//! Attendance ledger persistence.
//!
//! `append` is transactional and guarded twice: an in-transaction ordering
//! check (never return records out of timestamp order) and a partial unique
//! index on (user_id, day, type) that makes duplicate check-ins/check-outs a
//! constraint violation even against a concurrent external writer.

use chrono::NaiveDate;
use rollcall_core::{
    AppendError, AttendanceRecord, AttendanceRepository, AttendanceStatus, RecordKind, StoreError,
};
use rusqlite::params;

use crate::{store_err, timestamp_from_text, timestamp_to_text, Store};

fn append_err(e: rusqlite::Error) -> AppendError {
    match &e {
        rusqlite::Error::SqliteFailure(err, _)
            if err.code == rusqlite::ErrorCode::ConstraintViolation =>
        {
            AppendError::Conflict
        }
        _ => AppendError::Unavailable(e.to_string()),
    }
}

impl AttendanceRepository for Store {
    fn records_for_user_on_date(
        &self,
        user_id: &str,
        date: NaiveDate,
    ) -> Result<Vec<AttendanceRecord>, StoreError> {
        let mut stmt = self
            .conn
            .prepare(
                "SELECT id, user_id, type, status, timestamp, location, latitude, longitude,
                        face_image_path, confidence_score, notes
                 FROM attendance_records
                 WHERE user_id = ?1 AND day = ?2
                 ORDER BY timestamp ASC",
            )
            .map_err(store_err)?;

        let rows = stmt
            .query_map(params![user_id, date.to_string()], |row| {
                Ok((
                    row.get::<_, String>(0)?,
                    row.get::<_, String>(1)?,
                    row.get::<_, Option<String>>(2)?,
                    row.get::<_, String>(3)?,
                    row.get::<_, String>(4)?,
                    row.get::<_, Option<String>>(5)?,
                    row.get::<_, Option<f64>>(6)?,
                    row.get::<_, Option<f64>>(7)?,
                    row.get::<_, Option<String>>(8)?,
                    row.get::<_, Option<f64>>(9)?,
                    row.get::<_, Option<String>>(10)?,
                ))
            })
            .map_err(store_err)?;

        let mut records = Vec::new();
        for row in rows {
            let (
                id,
                user_id,
                kind,
                status,
                timestamp,
                location,
                latitude,
                longitude,
                face_image_path,
                confidence_score,
                notes,
            ) = row.map_err(store_err)?;

            let kind = match kind {
                Some(s) => Some(RecordKind::parse(&s).ok_or_else(|| {
                    StoreError::Corrupt(format!("record {id}: unknown type {s:?}"))
                })?),
                None => None,
            };
            let status = AttendanceStatus::parse(&status).ok_or_else(|| {
                StoreError::Corrupt(format!("record {id}: unknown status {status:?}"))
            })?;

            records.push(AttendanceRecord {
                id,
                user_id,
                kind,
                status,
                timestamp: timestamp_from_text(&timestamp)?,
                location,
                latitude,
                longitude,
                face_image_path,
                confidence_score: confidence_score.map(|c| c as f32),
                notes,
            });
        }
        Ok(records)
    }

    fn append(&self, record: &AttendanceRecord) -> Result<(), AppendError> {
        let day = record.day().to_string();
        let tx = self
            .conn
            .unchecked_transaction()
            .map_err(|e| AppendError::Unavailable(e.to_string()))?;

        // Ordering guard: nothing on this (user, day) may be newer than the
        // record being appended.
        let latest: Option<String> = tx
            .query_row(
                "SELECT MAX(timestamp) FROM attendance_records
                 WHERE user_id = ?1 AND day = ?2",
                params![record.user_id, day],
                |row| row.get(0),
            )
            .map_err(|e| AppendError::Unavailable(e.to_string()))?;
        if let Some(latest) = latest {
            let latest = timestamp_from_text(&latest)
                .map_err(|e| AppendError::Corrupt(e.to_string()))?;
            if record.timestamp < latest {
                return Err(AppendError::OutOfOrder);
            }
        }

        tx.execute(
            "INSERT INTO attendance_records
                 (id, user_id, day, type, status, timestamp, location, latitude, longitude,
                  face_image_path, confidence_score, notes)
             VALUES (?1, ?2, ?3, ?4, ?5, ?6, ?7, ?8, ?9, ?10, ?11, ?12)",
            params![
                record.id,
                record.user_id,
                day,
                record.kind.map(|k| k.as_str()),
                record.status.as_str(),
                timestamp_to_text(record.timestamp),
                record.location,
                record.latitude,
                record.longitude,
                record.face_image_path,
                record.confidence_score.map(|c| c as f64),
                record.notes,
            ],
        )
        .map_err(append_err)?;

        tx.commit().map_err(|e| AppendError::Unavailable(e.to_string()))?;
        Ok(())
    }
}

#[cfg(test)]
mod tests {
    use super::*;
    use chrono::{DateTime, TimeZone, Utc};

    fn ts(h: u32, m: u32) -> DateTime<Utc> {
        Utc.with_ymd_and_hms(2024, 3, 11, h, m, 0).unwrap()
    }

    fn day() -> NaiveDate {
        NaiveDate::from_ymd_opt(2024, 3, 11).unwrap()
    }

    fn record(kind: Option<RecordKind>, at: DateTime<Utc>) -> AttendanceRecord {
        AttendanceRecord {
            id: uuid::Uuid::new_v4().to_string(),
            user_id: "u1".to_string(),
            kind,
            status: AttendanceStatus::Present,
            timestamp: at,
            location: Some("gate-a".to_string()),
            latitude: Some(48.85),
            longitude: Some(2.35),
            face_image_path: None,
            confidence_score: Some(0.91),
            notes: None,
        }
    }

    #[test]
    fn test_append_and_read_back_in_order() {
        let store = Store::open_in_memory().unwrap();
        store.append(&record(Some(RecordKind::CheckIn), ts(8, 55))).unwrap();
        store.append(&record(Some(RecordKind::CheckOut), ts(17, 0))).unwrap();

        let records = store.records_for_user_on_date("u1", day()).unwrap();
        assert_eq!(records.len(), 2);
        assert_eq!(records[0].kind, Some(RecordKind::CheckIn));
        assert_eq!(records[1].kind, Some(RecordKind::CheckOut));
        assert!(records[0].timestamp < records[1].timestamp);
        assert_eq!(records[0].location.as_deref(), Some("gate-a"));
        assert_eq!(records[0].confidence_score, Some(0.91));
    }

    #[test]
    fn test_second_check_in_same_day_conflicts() {
        let store = Store::open_in_memory().unwrap();
        store.append(&record(Some(RecordKind::CheckIn), ts(8, 55))).unwrap();

        let err = store
            .append(&record(Some(RecordKind::CheckIn), ts(9, 5)))
            .unwrap_err();
        assert!(matches!(err, AppendError::Conflict));

        // The failed append left nothing behind.
        assert_eq!(store.records_for_user_on_date("u1", day()).unwrap().len(), 1);
    }

    #[test]
    fn test_older_timestamp_is_out_of_order() {
        let store = Store::open_in_memory().unwrap();
        store.append(&record(Some(RecordKind::CheckIn), ts(9, 0))).unwrap();

        let err = store
            .append(&record(Some(RecordKind::CheckOut), ts(8, 30)))
            .unwrap_err();
        assert!(matches!(err, AppendError::OutOfOrder));
    }

    #[test]
    fn test_absence_records_do_not_hit_the_unique_index() {
        let store = Store::open_in_memory().unwrap();
        // Two different users absent the same day; type is NULL for both.
        let a = AttendanceRecord::absence("u1", day());
        let b = AttendanceRecord::absence("u2", day());
        store.append(&a).unwrap();
        store.append(&b).unwrap();

        let records = store.records_for_user_on_date("u1", day()).unwrap();
        assert_eq!(records.len(), 1);
        assert_eq!(records[0].kind, None);
        assert_eq!(records[0].status, AttendanceStatus::Absent);
        assert_eq!(records[0].confidence_score, None);
    }

    #[test]
    fn test_days_are_isolated() {
        let store = Store::open_in_memory().unwrap();
        store.append(&record(Some(RecordKind::CheckIn), ts(8, 55))).unwrap();

        let next_day = Utc.with_ymd_and_hms(2024, 3, 12, 8, 55, 0).unwrap();
        store.append(&record(Some(RecordKind::CheckIn), next_day)).unwrap();

        assert_eq!(store.records_for_user_on_date("u1", day()).unwrap().len(), 1);
    }

    #[test]
    fn test_unknown_status_is_corrupt() {
        let store = Store::open_in_memory().unwrap();
        store
            .conn
            .execute(
                "INSERT INTO attendance_records
                     (id, user_id, day, type, status, timestamp)
                 VALUES ('r1', 'u1', '2024-03-11', 'check_in', 'vacationing',
                         '2024-03-11T08:55:00.000000Z')",
                [],
            )
            .unwrap();

        assert!(matches!(
            store.records_for_user_on_date("u1", day()),
            Err(StoreError::Corrupt(_))
        ));
    }
}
____________________
## Task item
Starting at the first line of the records, print each line exactly, stopping after the line that contains "-> Result<Vec<AttendanceRecord>, StoreError>".

## Solution
//! Attendance ledger persistence.
//!
//! `append` is transactional and guarded twice: an in-transaction ordering
//! check (never return records out of timestamp order) and a partial unique
//! index on (user_id, day, type) that makes duplicate check-ins/check-outs a
//! constraint violation even against a concurrent external writer.

use chrono::NaiveDate;
use rollcall_core::{
    AppendError, AttendanceRecord, AttendanceRepository, AttendanceStatus, RecordKind, StoreError,
};
use rusqlite::params;

use crate::{store_err, timestamp_from_text, timestamp_to_text, Store};

fn append_err(e: rusqlite::Error) -> AppendError {
    match &e {
        rusqlite::Error::SqliteFailure(err, _)
            if err.code == rusqlite::ErrorCode::ConstraintViolation =>
        {
            AppendError::Conflict
        }
        _ => AppendError::Unavailable(e.to_string()),
    }
}

impl AttendanceRepository for Store {
    fn records_for_user_on_date(
        &self,
        user_id: &str,
        date: NaiveDate,
    ) -> Result<Vec<AttendanceRecord>, StoreError> {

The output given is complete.